From the ACM press release:

Allen…made fundamental contributions to the theory and practice of program optimization, which translates the users' problem-solving language statements into more efficient sequences of computer instructions. Her contributions also greatly extended earlier work in automatic program parallelization, which enables programs to use multiple processors simultaneously in order to obtain faster results. These techniques have made it possible to achieve high performance from computers while programming them in languages suitable to applications. They have contributed to advances in the use of high performance computers for solving problems such as weather forecasting, DNA matching, and national security functions.

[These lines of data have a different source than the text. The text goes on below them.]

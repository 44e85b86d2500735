//! State recorder: load, save (atomic), path derivation.

use super::error::StateError;
use super::types::{ResourceState, StateStore};
use std::path::{Path, PathBuf};

/// Persistence for the logical-id → provider-id mapping.
pub trait StateRecorder {
    fn load(&self) -> Result<StateStore, StateError>;
    fn save(&self, store: &StateStore) -> Result<(), StateError>;
}

impl StateStore {
    /// Create a new empty store.
    pub fn new() -> Self {
        Self {
            schema: "1.0".to_string(),
            generator: format!("stratus {}", env!("CARGO_PKG_VERSION")),
            updated_at: None,
            resources: indexmap::IndexMap::new(),
        }
    }

    pub fn get(&self, id: &str) -> Option<&ResourceState> {
        self.resources.get(id)
    }

    /// Insert or replace the record for `state.id`.
    pub fn put(&mut self, state: ResourceState) {
        self.resources.insert(state.id.clone(), state);
    }
}

impl Default for StateStore {
    fn default() -> Self {
        Self::new()
    }
}

/// Derive the default state path for a plan file (`infra.yaml` → `infra.state.yaml`).
pub fn default_state_path(plan_path: &Path) -> PathBuf {
    plan_path.with_extension("state.yaml")
}

/// YAML state file on local disk.
#[derive(Debug, Clone)]
pub struct StateFile {
    path: PathBuf,
}

impl StateFile {
    pub fn new(path: impl Into<PathBuf>) -> Self {
        Self { path: path.into() }
    }

    pub fn path(&self) -> &Path {
        &self.path
    }
}

impl StateRecorder for StateFile {
    /// A missing file is an empty store.
    fn load(&self) -> Result<StateStore, StateError> {
        if !self.path.exists() {
            return Ok(StateStore::new());
        }
        let content = std::fs::read_to_string(&self.path).map_err(|source| StateError::Read {
            path: self.path.clone(),
            source,
        })?;
        serde_yaml_ng::from_str(&content).map_err(|e| StateError::Parse {
            path: self.path.clone(),
            message: e.to_string(),
        })
    }

    fn save(&self, store: &StateStore) -> Result<(), StateError> {
        let yaml =
            serde_yaml_ng::to_string(store).map_err(|e| StateError::Serialize(e.to_string()))?;
        write_atomic(&self.path, &yaml)
    }
}

/// Write a file atomically (write to temp, then rename).
pub fn write_atomic(path: &Path, content: &str) -> Result<(), StateError> {
    if let Some(parent) = path.parent().filter(|p| !p.as_os_str().is_empty()) {
        std::fs::create_dir_all(parent).map_err(|source| StateError::Write {
            path: parent.to_path_buf(),
            source,
        })?;
    }

    let mut tmp_name = path.file_name().unwrap_or_default().to_os_string();
    tmp_name.push(".tmp");
    let tmp_path = path.with_file_name(tmp_name);

    std::fs::write(&tmp_path, content).map_err(|source| StateError::Write {
        path: tmp_path.clone(),
        source,
    })?;
    std::fs::rename(&tmp_path, path).map_err(|source| StateError::Write {
        path: path.to_path_buf(),
        source,
    })
}
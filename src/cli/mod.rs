//! CLI subcommands: init, validate, plan, apply, status, drift.

use crate::core::error::PlanError;
use crate::core::executor::{ApplyOptions, Reconciler};
use crate::core::state::{self, StateFile, StateRecorder};
use crate::core::{parser, planner, types};
use crate::providers::sandbox::SandboxProvider;
use crate::tripwire::{drift, eventlog};
use clap::Subcommand;
use std::path::{Path, PathBuf};
use std::time::Duration;

#[derive(Subcommand, Debug)]
pub enum Commands {
    /// Initialize a new stratus project
    Init {
        /// Directory to initialize (default: current)
        #[arg(default_value = ".")]
        path: PathBuf,
    },

    /// Validate a plan file without touching the provider
    Validate {
        /// Path to the plan file
        #[arg(short, long, default_value = "stratus.yaml")]
        file: PathBuf,

        /// Override a plan param
        #[arg(short = 'p', long = "param", value_name = "KEY=VALUE", value_parser = parser::parse_param)]
        params: Vec<(String, String)>,
    },

    /// Show what apply would do (desired vs recorded state)
    Plan {
        /// Path to the plan file
        #[arg(short, long, default_value = "stratus.yaml")]
        file: PathBuf,

        /// State file (default: <plan>.state.yaml)
        #[arg(long)]
        state: Option<PathBuf>,

        /// Override a plan param
        #[arg(short = 'p', long = "param", value_name = "KEY=VALUE", value_parser = parser::parse_param)]
        params: Vec<(String, String)>,
    },

    /// Converge infrastructure to the desired state
    Apply {
        /// Path to the plan file
        #[arg(short, long, default_value = "stratus.yaml")]
        file: PathBuf,

        /// State file (default: <plan>.state.yaml)
        #[arg(long)]
        state: Option<PathBuf>,

        /// Sandbox inventory (default: <plan>.sandbox.yaml)
        #[arg(long)]
        sandbox: Option<PathBuf>,

        /// Readiness wait limit in seconds (overrides policy)
        #[arg(long)]
        timeout: Option<u64>,

        /// Describe Ready resources before deciding
        #[arg(long)]
        refresh: bool,

        /// Override a plan param
        #[arg(short = 'p', long = "param", value_name = "KEY=VALUE", value_parser = parser::parse_param)]
        params: Vec<(String, String)>,
    },

    /// Show recorded state
    Status {
        /// Path to the plan file (locates the default state file)
        #[arg(short, long, default_value = "stratus.yaml")]
        file: PathBuf,

        /// State file (default: <plan>.state.yaml)
        #[arg(long)]
        state: Option<PathBuf>,
    },

    /// Detect out-of-band changes to provisioned resources
    Drift {
        /// Path to the plan file (locates the default state file)
        #[arg(short, long, default_value = "stratus.yaml")]
        file: PathBuf,

        /// State file (default: <plan>.state.yaml)
        #[arg(long)]
        state: Option<PathBuf>,

        /// Sandbox inventory (default: <plan>.sandbox.yaml)
        #[arg(long)]
        sandbox: Option<PathBuf>,

        /// Exit non-zero on any drift (for CI/cron)
        #[arg(long)]
        tripwire: bool,
    },
}

/// Dispatch a CLI command.
pub fn dispatch(cmd: Commands) -> Result<(), String> {
    match cmd {
        Commands::Init { path } => cmd_init(&path),
        Commands::Validate { file, params } => cmd_validate(&file, &params),
        Commands::Plan {
            file,
            state,
            params,
        } => cmd_plan(&file, state.as_deref(), &params),
        Commands::Apply {
            file,
            state,
            sandbox,
            timeout,
            refresh,
            params,
        } => cmd_apply(
            &file,
            state.as_deref(),
            sandbox.as_deref(),
            timeout,
            refresh,
            &params,
        ),
        Commands::Status { file, state } => cmd_status(&file, state.as_deref()),
        Commands::Drift {
            file,
            state,
            sandbox,
            tripwire,
        } => cmd_drift(&file, state.as_deref(), sandbox.as_deref(), tripwire),
    }
}

const TEMPLATE: &str = r#"version: "1.0"
name: polystudent
description: "Two-AZ VPC with public and private subnets, audit logging and alarms"

params:
  env: polystudent-vpc
  kms_key_id: alias/aws/s3

policy:
  failure: continue_independent
  await_timeout_secs: 600
  event_log: true

resources:
  - id: vpc
    kind: vpc
    attributes:
      cidr_block: 10.0.0.0/16
      enable_dns_support: true
      enable_dns_hostnames: true
      name: "{{params.env}}"

  - id: public-a
    kind: subnet
    attributes:
      cidr_block: 10.0.0.0/24
      availability_zone: us-east-1a
      map_public_ip_on_launch: true
      name: "{{params.env}} Public Subnet (AZ1)"
    depends_on: [vpc]

  - id: public-b
    kind: subnet
    attributes:
      cidr_block: 10.0.16.0/24
      availability_zone: us-east-1b
      map_public_ip_on_launch: true
      name: "{{params.env}} Public Subnet (AZ2)"
    depends_on: [vpc]

  - id: private-a
    kind: subnet
    attributes:
      cidr_block: 10.0.128.0/24
      availability_zone: us-east-1a
      name: "{{params.env}} Private Subnet (AZ1)"
    depends_on: [vpc]

  - id: private-b
    kind: subnet
    attributes:
      cidr_block: 10.0.144.0/24
      availability_zone: us-east-1b
      name: "{{params.env}} Private Subnet (AZ2)"
    depends_on: [vpc]

  - id: igw
    kind: internet_gateway
    attributes:
      name: "{{params.env}} IGW"
    depends_on: [vpc]

  - id: public-rt
    kind: route_table
    attributes:
      destination_cidr_block: 0.0.0.0/0
      name: "{{params.env}} Public Routes"
    depends_on: [vpc, igw]

  - id: nat-a
    kind: nat_gateway
    attributes:
      name: "{{params.env}} NAT (AZ1)"
    depends_on: [public-a]

  - id: nat-b
    kind: nat_gateway
    attributes:
      name: "{{params.env}} NAT (AZ2)"
    depends_on: [public-b]

  - id: private-rt-a
    kind: route_table
    attributes:
      destination_cidr_block: 0.0.0.0/0
      name: "{{params.env}} Private Routes (AZ1)"
    depends_on: [vpc, nat-a, private-a]

  - id: private-rt-b
    kind: route_table
    attributes:
      destination_cidr_block: 0.0.0.0/0
      name: "{{params.env}} Private Routes (AZ2)"
    depends_on: [vpc, nat-b, private-b]

  - id: web-sg
    kind: security_group
    attributes:
      group_name: polystudent-sg
      description: "Allow SSH, HTTP, HTTPS, MSSQL, RDP, DNS, PostgreSQL, MySQL, OSSEC, Elasticsearch"
      ingress:
        - { protocol: tcp, from_port: 22, to_port: 22, cidr: 0.0.0.0/0 }
        - { protocol: tcp, from_port: 80, to_port: 80, cidr: 0.0.0.0/0 }
        - { protocol: tcp, from_port: 443, to_port: 443, cidr: 0.0.0.0/0 }
        - { protocol: tcp, from_port: 1433, to_port: 1433, cidr: 0.0.0.0/0 }
        - { protocol: tcp, from_port: 3389, to_port: 3389, cidr: 0.0.0.0/0 }
        - { protocol: tcp, from_port: 53, to_port: 53, cidr: 0.0.0.0/0 }
        - { protocol: tcp, from_port: 5432, to_port: 5432, cidr: 0.0.0.0/0 }
        - { protocol: tcp, from_port: 3306, to_port: 3306, cidr: 0.0.0.0/0 }
        - { protocol: tcp, from_port: 1514, to_port: 1514, cidr: 0.0.0.0/0 }
        - { protocol: tcp, from_port: 9200, to_port: 9200, cidr: 0.0.0.0/0 }
    depends_on: [vpc]

  - id: logs
    kind: bucket
    attributes:
      bucket_name: polystudents3
      versioning: Enabled
      sse_algorithm: aws:kms
      kms_key_id: "{{params.kms_key_id}}"
      block_public_access: true

  - id: trail
    kind: trail
    attributes:
      trail_name: polystudent-trail
      s3_key_prefix: cloudtrail/
      multi_region: true
      log_file_validation: true
    depends_on: [logs]

  - id: rejected-traffic
    kind: flow_log
    attributes:
      traffic_type: REJECT
      log_destination_prefix: tp4-vpc-flow-logs/
    depends_on: [vpc, logs]

  - id: web
    kind: instance
    attributes:
      image_id: ami-0ecb62995f68bb549
      instance_type: t3.micro
      instance_profile: LabInstanceProfile
      name: "{{params.env}} web"
    depends_on: [public-a, web-sg]

  - id: ingress-packets
    kind: alarm
    attributes:
      alarm_name: IngressNumberofPackets
      metric_name: NetworkPacketsIn
      namespace: AWS/EC2
      statistic: Average
      period: 60
      evaluation_periods: 1
      threshold: 1000
      comparison_operator: GreaterThanThreshold
      treat_missing_data: notBreaching
      actions_enabled: false
    depends_on: [web]
"#;

fn cmd_init(path: &Path) -> Result<(), String> {
    let plan_path = path.join("stratus.yaml");
    if plan_path.exists() {
        return Err(format!("{} already exists", plan_path.display()));
    }

    std::fs::create_dir_all(path).map_err(|e| format!("cannot create {}: {}", path.display(), e))?;
    std::fs::write(&plan_path, TEMPLATE)
        .map_err(|e| format!("cannot write {}: {}", plan_path.display(), e))?;

    println!("Initialized stratus project at {}", path.display());
    println!("  Created: {}", plan_path.display());
    Ok(())
}

/// Print validation errors and collapse a plan error into a CLI message.
fn plan_error(e: PlanError) -> String {
    match e {
        PlanError::Invalid(errors) => {
            for msg in &errors {
                eprintln!("  ERROR: {}", msg);
            }
            format!("{} validation error(s)", errors.len())
        }
        other => other.to_string(),
    }
}

/// Parse, apply param overrides, resolve, build and validate.
fn load(file: &Path, params: &[(String, String)]) -> Result<(types::PlanFile, types::Plan), String> {
    let mut plan_file = parser::parse_plan_file(file).map_err(plan_error)?;
    parser::apply_param_overrides(&mut plan_file, params);
    let plan = parser::load_plan(&plan_file).map_err(plan_error)?;
    Ok((plan_file, plan))
}

fn state_path(file: &Path, state: Option<&Path>) -> PathBuf {
    state.map_or_else(|| state::default_state_path(file), Path::to_path_buf)
}

fn sandbox_path(file: &Path, sandbox: Option<&Path>) -> PathBuf {
    sandbox.map_or_else(|| SandboxProvider::default_path(file), Path::to_path_buf)
}

fn cmd_validate(file: &Path, params: &[(String, String)]) -> Result<(), String> {
    let (plan_file, plan) = load(file, params)?;
    println!(
        "OK: {} ({} resources, order: {})",
        plan_file.name,
        plan.len(),
        plan.execution_order().join(" → ")
    );
    Ok(())
}

fn cmd_plan(file: &Path, state: Option<&Path>, params: &[(String, String)]) -> Result<(), String> {
    let (plan_file, plan) = load(file, params)?;
    let store = StateFile::new(state_path(file, state))
        .load()
        .map_err(|e| e.to_string())?;
    let preview = planner::plan(&plan, &store);
    print_plan(&plan_file.name, &preview);
    Ok(())
}

/// Display a plan to stdout.
fn print_plan(name: &str, plan: &types::ExecutionPlan) {
    println!("Planning: {} ({} resources)", name, plan.changes.len());
    println!();

    for change in &plan.changes {
        let symbol = match change.action {
            types::Action::Create => "+",
            types::Action::Resume => ">",
            types::Action::Update { .. } => "~",
            types::Action::Blocked { .. } => "!",
            types::Action::NoOp => " ",
        };
        println!("  {} {}", symbol, change.description);
    }

    println!();
    println!(
        "Plan: {} to create, {} to update, {} blocked, {} unchanged.",
        plan.to_create, plan.to_update, plan.blocked, plan.unchanged
    );
}

fn cmd_apply(
    file: &Path,
    state: Option<&Path>,
    sandbox: Option<&Path>,
    timeout: Option<u64>,
    refresh: bool,
    params: &[(String, String)],
) -> Result<(), String> {
    let (plan_file, plan) = load(file, params)?;

    let state_path = state_path(file, state);
    let recorder = StateFile::new(&state_path);
    let mut store = recorder.load().map_err(|e| e.to_string())?;
    let mut provider =
        SandboxProvider::open(sandbox_path(file, sandbox)).map_err(|e| e.to_string())?;

    let mut options = ApplyOptions::from_policy(&plan_file.policy);
    if let Some(secs) = timeout {
        options.await_timeout = Duration::from_secs(secs);
    }
    options.refresh |= refresh;
    if plan_file.policy.event_log {
        options.event_log = Some(eventlog::event_log_path(&state_path));
    }

    println!("Applying: {} ({} resources)", plan_file.name, plan.len());
    let report = Reconciler::new(&mut provider)
        .with_options(options)
        .with_recorder(&recorder)
        .apply(&plan, &mut store);

    for node in &report.nodes {
        println!("  {}", node);
    }
    println!();

    if !report.is_success() {
        println!(
            "Apply completed with errors: {} ready, {} FAILED, {} skipped ({:.1}s)",
            report.ready(),
            report.failed(),
            report.skipped(),
            report.total_duration.as_secs_f64()
        );
        return Err(format!(
            "{} resource(s) failed, {} skipped",
            report.failed(),
            report.skipped()
        ));
    }

    println!(
        "Apply complete: {} changed, {} unchanged ({:.1}s).",
        report.changed(),
        report.unchanged(),
        report.total_duration.as_secs_f64()
    );
    Ok(())
}

fn cmd_status(file: &Path, state: Option<&Path>) -> Result<(), String> {
    let path = state_path(file, state);
    if !path.exists() {
        println!("No state recorded at {}", path.display());
        return Ok(());
    }
    let store = StateFile::new(&path).load().map_err(|e| e.to_string())?;

    println!("State: {}", path.display());
    println!("  Generator: {}", store.generator);
    if let Some(ref ts) = store.updated_at {
        println!("  Updated: {}", ts);
    }
    println!("  Resources: {}", store.resources.len());

    for (id, rs) in &store.resources {
        println!(
            "    {}: {} [{}] {}",
            id,
            rs.status,
            rs.kind,
            rs.provider_id.as_deref().unwrap_or("-")
        );
        if let Some(ref err) = rs.error {
            println!("      error: {}", err);
        }
    }
    Ok(())
}

fn cmd_drift(
    file: &Path,
    state: Option<&Path>,
    sandbox: Option<&Path>,
    tripwire_mode: bool,
) -> Result<(), String> {
    let path = state_path(file, state);
    let store = StateFile::new(&path).load().map_err(|e| e.to_string())?;
    let mut provider =
        SandboxProvider::open(sandbox_path(file, sandbox)).map_err(|e| e.to_string())?;

    println!("Checking {} ({} resources)...", path.display(), store.resources.len());
    let findings = drift::detect_drift(&store, &mut provider).map_err(|e| e.to_string())?;

    if findings.is_empty() {
        println!("No drift detected.");
        return Ok(());
    }

    for f in &findings {
        println!("  DRIFTED: {} [{}] ({})", f.resource_id, f.kind, f.detail);
        println!("    Expected: {}", f.expected_hash);
        println!("    Actual:   {}", f.actual_hash);
    }
    println!();
    println!("Drift detected: {} resource(s)", findings.len());
    if tripwire_mode {
        return Err(format!("{} drift finding(s)", findings.len()));
    }
    Ok(())
}
/// State for a single resource.
#[derive(Debug, Clone, PartialEq, Serialize, Deserialize)]
pub struct ResourceState {
    /// Logical id
    pub id: String,

    /// Resource kind
    pub kind: ResourceKind,

    /// Provider-assigned id, once created
    #[serde(default)]
    pub provider_id: Option<ProviderId>,

    /// Attribute snapshot as last applied
    #[serde(default)]
    pub attributes: Attributes,

    /// BLAKE3 hash of the snapshot
    #[serde(default)]
    pub hash: String,

    /// Lifecycle status
    pub status: ResourceStatus,

    /// When the record last changed
    #[serde(default)]
    pub updated_at: Option<String>,

    /// Last error recorded against this resource
    #[serde(default, skip_serializing_if = "Option::is_none")]
    pub error: Option<String>,
}

/// Resource lifecycle status.
#[derive(Debug, Clone, Copy, PartialEq, Eq, Serialize, Deserialize)]
#[serde(rename_all = "snake_case")]
pub enum ResourceStatus {
    Absent,
    Creating,
    Ready,
    Failed,
}

impl fmt::Display for ResourceStatus {
    fn fmt(&self, f: &mut fmt::Formatter<'_>) -> fmt::Result {
        match self {
            Self::Absent => write!(f, "ABSENT"),
            Self::Creating => write!(f, "CREATING"),
            Self::Ready => write!(f, "READY"),
            Self::Failed => write!(f, "FAILED"),
        }
    }
}

// ============================================================================
// Plan preview
// ============================================================================

/// Action the reconciler will take on a resource.
#[derive(Debug, Clone, PartialEq, Eq)]
pub enum Action {
    Create,
    /// Provider id known but readiness never confirmed; wait again.
    Resume,
    Update { fields: Vec<String> },
    /// Immutable fields changed; replacement is never done implicitly.
    Blocked { fields: Vec<String> },
    NoOp,
}

impl fmt::Display for Action {
    fn fmt(&self, f: &mut fmt::Formatter<'_>) -> fmt::Result {
        match self {
            Self::Create => write!(f, "CREATE"),
            Self::Resume => write!(f, "RESUME"),
            Self::Update { .. } => write!(f, "UPDATE"),
            Self::Blocked { .. } => write!(f, "BLOCKED"),
            Self::NoOp => write!(f, "NO-OP"),
        }
    }
}

/// A single planned change.
#[derive(Debug, Clone)]
pub struct PlannedChange {
    pub resource_id: String,
    pub kind: ResourceKind,
    pub action: Action,
    pub description: String,
}

/// Preview of what an apply would do.
#[derive(Debug, Clone, Default)]
pub struct ExecutionPlan {
    /// Changes in execution order
    pub changes: Vec<PlannedChange>,

    pub to_create: u32,
    pub to_update: u32,
    pub blocked: u32,
    pub unchanged: u32,
}

// ============================================================================
// Run report
// ============================================================================

/// What happened to one node during a run.
#[derive(Debug, Clone, PartialEq)]
pub enum NodeOutcome {
    Created,
    /// Provider reported the resource already exists; adopted as Ready.
    Adopted,
    /// A previously unconfirmed resource became ready.
    Resumed,
    Updated,
    Unchanged,
    Failed(NodeError),
    /// Never attempted because a dependency was not Ready.
    Skipped { unmet: Vec<String> },
    /// Never attempted because the run was cancelled or halted.
    Cancelled,
}

impl NodeOutcome {
    /// True if the node ended the run Ready.
    pub fn is_ready(&self) -> bool {
        matches!(
            self,
            Self::Created | Self::Adopted | Self::Resumed | Self::Updated | Self::Unchanged
        )
    }

    /// Short status word for report lines.
    pub fn status(&self) -> &'static str {
        match self {
            Self::Failed(_) => "FAILED",
            Self::Skipped { .. } => "SKIPPED",
            Self::Cancelled => "CANCELLED",
            _ => "READY",
        }
    }
}

impl fmt::Display for NodeOutcome {
    fn fmt(&self, f: &mut fmt::Formatter<'_>) -> fmt::Result {
        match self {
            Self::Created => write!(f, "READY (created)"),
            Self::Adopted => write!(f, "READY (already existed)"),
            Self::Resumed => write!(f, "READY (resumed)"),
            Self::Updated => write!(f, "READY (updated)"),
            Self::Unchanged => write!(f, "READY (unchanged)"),
            Self::Failed(e) => write!(f, "FAILED: {}", e),
            Self::Skipped { unmet } => {
                write!(f, "SKIPPED (unmet dependency: {})", unmet.join(", "))
            }
            Self::Cancelled => write!(f, "CANCELLED"),
        }
    }
}

/// Per-node line of a run report.
#[derive(Debug, Clone)]
pub struct NodeReport {
    pub resource_id: String,
    pub kind: ResourceKind,
    pub provider_id: Option<ProviderId>,
    pub outcome: NodeOutcome,
    pub duration: Duration,
}

impl fmt::Display for NodeReport {
    fn fmt(&self, f: &mut fmt::Formatter<'_>) -> fmt::Result {
        write!(f, "{} [{}]: {}", self.resource_id, self.kind, self.outcome)?;
        if let Some(ref pid) = self.provider_id {
            write!(f, " ({})", pid)?;
        }
        Ok(())
    }
}

/// Result of one reconciliation run.
#[derive(Debug, Clone)]
pub struct RunReport {
    pub run_id: String,
    /// One entry per plan node, in execution order
    pub nodes: Vec<NodeReport>,
    pub total_duration: Duration,
}

impl RunReport {
    pub fn get(&self, id: &str) -> Option<&NodeReport> {
        self.nodes.iter().find(|n| n.resource_id == id)
    }

    pub fn ready(&self) -> u32 {
        self.count(|o| o.is_ready())
    }

    pub fn changed(&self) -> u32 {
        self.count(|o| o.is_ready() && *o != NodeOutcome::Unchanged)
    }

    pub fn unchanged(&self) -> u32 {
        self.count(|o| *o == NodeOutcome::Unchanged)
    }

    pub fn failed(&self) -> u32 {
        self.count(|o| matches!(o, NodeOutcome::Failed(_)))
    }

    pub fn skipped(&self) -> u32 {
        self.count(|o| matches!(o, NodeOutcome::Skipped { .. } | NodeOutcome::Cancelled))
    }

    /// Every node ended the run Ready.
    pub fn is_success(&self) -> bool {
        self.nodes.iter().all(|n| n.outcome.is_ready())
    }

    fn count(&self, pred: impl Fn(&NodeOutcome) -> bool) -> u32 {
        self.nodes.iter().filter(|n| pred(&n.outcome)).count() as u32
    }
}
//! Error taxonomy for plan loading, per-node reconciliation, and state persistence.

use super::types::{ProviderId, ResourceKind};
use crate::providers::ProviderError;
use std::path::PathBuf;
use std::time::Duration;
use thiserror::Error;

/// Fatal before any provider call is made.
#[derive(Debug, Clone, PartialEq, Eq, Error)]
pub enum PlanError {
    #[error("dependency cycle detected: {}", .cycle.join(" -> "))]
    Cycle { cycle: Vec<String> },

    #[error("resource '{resource}' depends on unknown '{dependency}'")]
    UnknownDependency {
        resource: String,
        dependency: String,
    },

    #[error("duplicate resource id '{0}'")]
    Duplicate(String),

    #[error("{} validation error(s): {}", .0.len(), .0.join("; "))]
    Invalid(Vec<String>),

    #[error("{0}")]
    Parse(String),
}

/// Confined to one node; its dependents are skipped.
#[derive(Debug, Clone, PartialEq, Eq, Error)]
pub enum NodeError {
    #[error("provider error: {0}")]
    Provider(#[from] ProviderError),

    #[error("immutable change on {kind} requires replacement: {}", .fields.join(", "))]
    ImmutableChange {
        kind: ResourceKind,
        fields: Vec<String>,
    },

    #[error("{kind} {provider_id} not ready after {}s", .timeout.as_secs_f64())]
    ProvisioningTimeout {
        kind: ResourceKind,
        provider_id: ProviderId,
        timeout: Duration,
    },

    #[error("{kind} {provider_id} failed to provision: {reason}")]
    ProvisioningFailed {
        kind: ResourceKind,
        provider_id: ProviderId,
        reason: String,
    },

    #[error("{kind} does not support in-place update")]
    UnsupportedUpdate { kind: ResourceKind },
}

#[derive(Debug, Error)]
pub enum StateError {
    #[error("cannot read {}: {source}", .path.display())]
    Read {
        path: PathBuf,
        source: std::io::Error,
    },

    #[error("cannot write {}: {source}", .path.display())]
    Write {
        path: PathBuf,
        source: std::io::Error,
    },

    #[error("invalid state file {}: {message}", .path.display())]
    Parse { path: PathBuf, message: String },

    #[error("serialize error: {0}")]
    Serialize(String),
}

"Fran Allen's work has led to remarkable advances in compiler design and machine architecture that are at the foundation of modern high-performance computing," said Ruzena Bajcsy, Chair of ACM's Turing Award Committee, and professor of Electrical and Engineering and Computer Science at the University of California, Berkeley. "Her contributions have spanned most of the history of computer science, and have made possible computing techniques that we rely on today in business and technology. It is interesting to note Allen's role in highly secret intelligence work on security codes for the organization now known as the National Security Agency, since it was Alan Turing, the namesake of this prestigious award, who devised techniques to help break the German codes during World War II," said Bajcsy, who is Emeritus Director of the Center for Information Technology Research in the Interest of Society (CITRIS) at Berkeley.